Which lines of the entries below hold the word "channel"? Report each of them.

====== Material for this exercise

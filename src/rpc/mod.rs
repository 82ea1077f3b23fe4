//! RPC engine
//!
//! Carries the internal communication protocol (ICP) between the
//! session manager and the RDP front end, and the relayed subprocess
//! backend protocol (SBP). One duplex pipe, length-prefixed protobuf
//! envelopes, request/response correlation by tag.

use std::collections::HashMap;
use std::sync::atomic::{AtomicU32, Ordering};
use std::sync::Arc;
use std::time::Duration;

use bytes::Bytes;
use parking_lot::Mutex;
use thiserror::Error;
use tokio::sync::oneshot;
use tracing::{debug, warn};

use crate::protocol::status;
use crate::queue::SignalingQueue;
use crate::rpc::envelope::RpcStatus;

pub mod calls;
pub mod engine;
pub mod envelope;
pub mod messages;

pub use engine::RpcEngine;

#[derive(Debug, Error)]
pub enum RpcError {
    #[error("frame length {0} exceeds limit")]
    FrameTooLarge(u32),

    #[error("protobuf decode failed: {0}")]
    Decode(#[from] prost::DecodeError),

    #[error("pipe i/o: {0}")]
    Io(#[from] std::io::Error),

    #[error("first frame carried no version info")]
    MissingVersionInfo,

    #[error("protocol major version mismatch (remote {remote}, local {local})")]
    VersionMismatch { remote: u32, local: u32 },
}

/// Identity of the connected front-end process, read from the socket.
#[derive(Debug, Clone, Copy)]
pub struct PeerCredentials {
    pub uid: u32,
    pub gid: u32,
    pub pid: Option<i32>,
}

/// Final result of an out-call.
#[derive(Debug, Clone)]
pub struct CallOutcome {
    /// One of the [`crate::protocol::status`] codes.
    pub code: u32,
    pub payload: Bytes,
    pub error_description: Option<String>,
}

impl CallOutcome {
    pub fn success(payload: Bytes) -> Self {
        Self {
            code: status::SUCCESS,
            payload,
            error_description: None,
        }
    }

    pub fn error(code: u32) -> Self {
        Self {
            code,
            payload: Bytes::new(),
            error_description: None,
        }
    }

    pub fn failed(description: Option<String>) -> Self {
        Self {
            code: status::FAILED,
            payload: Bytes::new(),
            error_description: description,
        }
    }

    pub fn is_success(&self) -> bool {
        self.code == status::SUCCESS
    }

    /// Decode the response payload of a successful call.
    pub fn decode<M: prost::Message + Default>(&self) -> Result<M, RpcError> {
        M::decode(self.payload.as_ref()).map_err(RpcError::Decode)
    }
}

/// Shared state of one out-call, referenced by the waiter, the writer
/// loop and the pending-call map. Completion is once-only.
pub struct OutCallShared {
    tag: Mutex<Option<u32>>,
    tx: Mutex<Option<oneshot::Sender<CallOutcome>>>,
}

impl OutCallShared {
    fn new(tx: oneshot::Sender<CallOutcome>) -> Self {
        Self {
            tag: Mutex::new(None),
            tx: Mutex::new(Some(tx)),
        }
    }

    pub fn tag(&self) -> Option<u32> {
        *self.tag.lock()
    }

    pub(crate) fn set_tag(&self, tag: u32) {
        *self.tag.lock() = Some(tag);
    }

    pub(crate) fn is_completed(&self) -> bool {
        self.tx.lock().is_none()
    }

    pub(crate) fn complete(&self, outcome: CallOutcome) {
        if let Some(tx) = self.tx.lock().take() {
            let _ = tx.send(outcome);
        }
    }
}

/// An element of the outgoing queue.
pub enum OutboundItem {
    /// Finished in-call: a response to the peer.
    Response {
        tag: u32,
        call_type: u16,
        status: RpcStatus,
        payload: Vec<u8>,
        error_description: Option<String>,
    },
    /// New out-call; the tag is assigned when it is actually written.
    Request {
        call_type: u16,
        payload: Vec<u8>,
        shared: Arc<OutCallShared>,
    },
}

/// State shared between the engine loop and everyone producing or
/// awaiting calls.
pub struct RpcCore {
    outgoing: SignalingQueue<OutboundItem>,
    pending: Mutex<HashMap<u32, Arc<OutCallShared>>>,
    next_tag: AtomicU32,
    peer: Mutex<Option<PeerCredentials>>,
}

impl RpcCore {
    pub fn new() -> Self {
        Self {
            outgoing: SignalingQueue::new(),
            pending: Mutex::new(HashMap::new()),
            next_tag: AtomicU32::new(1),
            peer: Mutex::new(None),
        }
    }

    pub fn peer_credentials(&self) -> Option<PeerCredentials> {
        *self.peer.lock()
    }

    pub(crate) fn set_peer(&self, peer: Option<PeerCredentials>) {
        *self.peer.lock() = peer;
    }

    /// The outgoing queue: responses and out-call requests awaiting
    /// the writer.
    pub fn outgoing(&self) -> &SignalingQueue<OutboundItem> {
        &self.outgoing
    }

    pub(crate) fn allocate_tag(&self) -> u32 {
        let mut tag = self.next_tag.fetch_add(1, Ordering::SeqCst);
        if tag == 0 {
            tag = self.next_tag.fetch_add(1, Ordering::SeqCst);
        }
        tag
    }

    pub(crate) fn insert_pending(&self, tag: u32, shared: Arc<OutCallShared>) {
        self.pending.lock().insert(tag, shared);
    }

    pub(crate) fn take_pending(&self, tag: u32) -> Option<Arc<OutCallShared>> {
        self.pending.lock().remove(&tag)
    }

    pub fn pending_count(&self) -> usize {
        self.pending.lock().len()
    }

    /// Queue a response produced by an in-call handler.
    pub fn queue_response(
        &self,
        tag: u32,
        call_type: u16,
        status: RpcStatus,
        payload: Vec<u8>,
        error_description: Option<String>,
    ) {
        self.outgoing.push(OutboundItem::Response {
            tag,
            call_type,
            status,
            payload,
            error_description,
        });
    }

    /// Queue an out-call without waiting for its result.
    pub fn post(&self, call_type: u16, payload: Vec<u8>) -> oneshot::Receiver<CallOutcome> {
        let (tx, rx) = oneshot::channel();
        let shared = Arc::new(OutCallShared::new(tx));
        self.outgoing.push(OutboundItem::Request {
            call_type,
            payload,
            shared,
        });
        rx
    }

    /// Queue an out-call and wait for the response.
    ///
    /// A wait that expires while the call is still pending removes the
    /// pending slot and reports `CALL_TIMEOUT`. If the slot is already
    /// gone the response path is servicing the call concurrently; the
    /// wait then continues unbounded, which is safe because completion
    /// is imminent and once-only.
    pub async fn call(
        &self,
        call_type: u16,
        payload: Vec<u8>,
        timeout: Duration,
    ) -> CallOutcome {
        let (tx, mut rx) = oneshot::channel();
        let shared = Arc::new(OutCallShared::new(tx));
        self.outgoing.push(OutboundItem::Request {
            call_type,
            payload,
            shared: shared.clone(),
        });

        match tokio::time::timeout(timeout, &mut rx).await {
            Ok(Ok(outcome)) => outcome,
            Ok(Err(_)) => CallOutcome::error(status::TRANSPORT_ERROR),
            Err(_elapsed) => {
                let still_pending = match shared.tag() {
                    Some(tag) => self.take_pending(tag).is_some(),
                    // never written to the pipe
                    None => true,
                };
                if still_pending {
                    debug!(call_type, "out-call timed out");
                    shared.complete(CallOutcome::error(status::CALL_TIMEOUT));
                }
                match rx.await {
                    Ok(outcome) => outcome,
                    Err(_) => CallOutcome::error(status::TRANSPORT_ERROR),
                }
            }
        }
    }

    /// Queue an out-call and wait without a deadline. Only for
    /// internal paths where completion is guaranteed: the response, a
    /// transport reset and engine shutdown all resolve the wait.
    pub async fn call_unbounded(&self, call_type: u16, payload: Vec<u8>) -> CallOutcome {
        let rx = self.post(call_type, payload);
        match rx.await {
            Ok(outcome) => outcome,
            Err(_) => CallOutcome::error(status::TRANSPORT_ERROR),
        }
    }

    /// Fail out-calls still sitting unsent in the outgoing queue
    /// (engine shutdown). Responses are dropped.
    pub fn fail_queued_requests(&self, code: u32) {
        for item in self.outgoing.drain() {
            if let OutboundItem::Request { shared, .. } = item {
                shared.complete(CallOutcome::error(code));
            }
        }
    }

    /// Fail every pending out-call (transport reset).
    pub fn abort_all_pending(&self, code: u32) {
        let drained: Vec<_> = {
            let mut pending = self.pending.lock();
            pending.drain().collect()
        };
        if !drained.is_empty() {
            warn!(count = drained.len(), "aborting pending out-calls");
        }
        for (_tag, shared) in drained {
            shared.complete(CallOutcome::error(code));
        }
    }
}

impl Default for RpcCore {
    fn default() -> Self {
        Self::new()
    }
}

============

**Answer box:**
        let (tx, rx) = oneshot::channel();
        let (tx, mut rx) = oneshot::channel();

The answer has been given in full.